To the extent any Republican voted against the bill because of Pelosi's speech, it may not be a question of them being offended by her partisanship, but the perspective that if Pelosi thinks that the situation calls for partisanship, it must not be a serious emergency, because leaders simply don't engage in such antics when a true emergency is at hand. For that matter, if I were a Democrat skeptical of the bill, Pelosi's speech may have discouraged me from voting for it for the same reason.

Could it be that she couldn't deliver her side of the votes? Or could it be that she'd rather keep the crisis on the table to help her party?

Watch for yourself, does it appear to be speech measured to maximize votes for the package? Remember, she's the third most powerful person in the country, third in line for the presidency, the Speaker of the House just before the big vote.

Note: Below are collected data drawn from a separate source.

//! Headless arcade physics
//!
//! A small AABB backend standing in for the browser engine: constant gravity,
//! solid tower walls, a solid ground slab and one-way platforms the player
//! lands on from above. Good enough to drive full runs in tests and in the
//! native runner.

use std::collections::BTreeMap;

use glam::Vec2;

use super::host::{Physics, Support, Touching};
use super::world::{Platform, PlatformId};
use crate::consts::*;

#[derive(Debug, Clone, Copy)]
struct Slab {
    left: f32,
    right: f32,
    top: f32,
}

impl From<&Platform> for Slab {
    fn from(p: &Platform) -> Self {
        Slab {
            left: p.left(),
            right: p.right(),
            top: p.top(),
        }
    }
}

/// Arcade-style rigid body world with a single dynamic player box
#[derive(Debug, Clone)]
pub struct ArcadePhysics {
    position: Vec2,
    velocity: Vec2,
    half_size: Vec2,
    gravity: f32,
    touching: Touching,
    ground_top: f32,
    platforms: BTreeMap<PlatformId, Slab>,
}

impl Default for ArcadePhysics {
    fn default() -> Self {
        Self::new()
    }
}

impl ArcadePhysics {
    pub fn new() -> Self {
        Self {
            position: Vec2::new(SPAWN_X, SPAWN_Y),
            velocity: Vec2::ZERO,
            half_size: Vec2::new(PLAYER_WIDTH / 2.0, PLAYER_HEIGHT / 2.0),
            gravity: GRAVITY,
            touching: Touching::default(),
            ground_top: GROUND_CENTER_Y - GROUND_THICKNESS / 2.0,
            platforms: BTreeMap::new(),
        }
    }

    pub fn with_gravity(mut self, gravity: f32) -> Self {
        self.gravity = gravity;
        self
    }

    pub fn collider_count(&self) -> usize {
        self.platforms.len()
    }

    /// Integrate one step and resolve contacts
    pub fn step(&mut self, dt: f32) {
        let previous_bottom = self.position.y + self.half_size.y;

        self.velocity.y += self.gravity * dt;
        self.position += self.velocity * dt;

        let mut touching = Touching::default();

        // Walls
        if self.position.x - self.half_size.x < WALL_LEFT_X {
            self.position.x = WALL_LEFT_X + self.half_size.x;
            self.velocity.x = self.velocity.x.max(0.0);
            touching.left = true;
        } else if self.position.x + self.half_size.x > WALL_RIGHT_X {
            self.position.x = WALL_RIGHT_X - self.half_size.x;
            self.velocity.x = self.velocity.x.min(0.0);
            touching.right = true;
        }

        // Floors are only solid when falling onto them from above
        let bottom = self.position.y + self.half_size.y;
        if self.velocity.y >= 0.0 {
            let left = self.position.x - self.half_size.x;
            let right = self.position.x + self.half_size.x;

            let landed = self
                .platforms
                .iter()
                .filter(|(_, s)| right > s.left && left < s.right)
                .filter(|(_, s)| previous_bottom <= s.top && bottom >= s.top)
                // Highest surface crossed wins
                .min_by(|a, b| a.1.top.total_cmp(&b.1.top))
                .map(|(id, s)| (Support::Platform(*id), s.top));

            let ground = (previous_bottom <= self.ground_top && bottom >= self.ground_top)
                .then_some((Support::Ground, self.ground_top));

            if let Some((support, top)) = landed.or(ground) {
                self.position.y = top - self.half_size.y;
                self.velocity.y = 0.0;
                touching.down = true;
                touching.support = Some(support);
            }
        }

        self.touching = touching;
    }
}

impl Physics for ArcadePhysics {
    fn query_touching(&self) -> Touching {
        self.touching
    }

    fn body(&self) -> (Vec2, Vec2) {
        (self.position, self.velocity)
    }

    fn set_velocity(&mut self, velocity: Vec2) {
        self.velocity = velocity;
    }

    fn add_platform(&mut self, platform: &Platform) {
        self.platforms.insert(platform.id, Slab::from(platform));
    }

    fn remove_platform(&mut self, id: PlatformId) -> bool {
        self.platforms.remove(&id).is_some()
    }

    fn place_player(&mut self, position: Vec2) {
        self.position = position;
        self.velocity = Vec2::ZERO;
        self.touching = Touching::default();
    }
}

Update: Responsibility falls on the Speaker:

Responsibility falls on Speaker Pelosi not just because of her specific actions in this matter (which were deplorable), but because elections have consequences, and the consequence in 2006 was to give her more than ample institutional power to swing at least another 12 members of her party to produce the opposite outcome on this vote.
Speaker Pelosi and Barney Frank, etc. are out blaming the Republicans, of course, despite the fact that the Republicans are the minority party and despite the fact that the Democrats were too fearful to pass the bill themselves.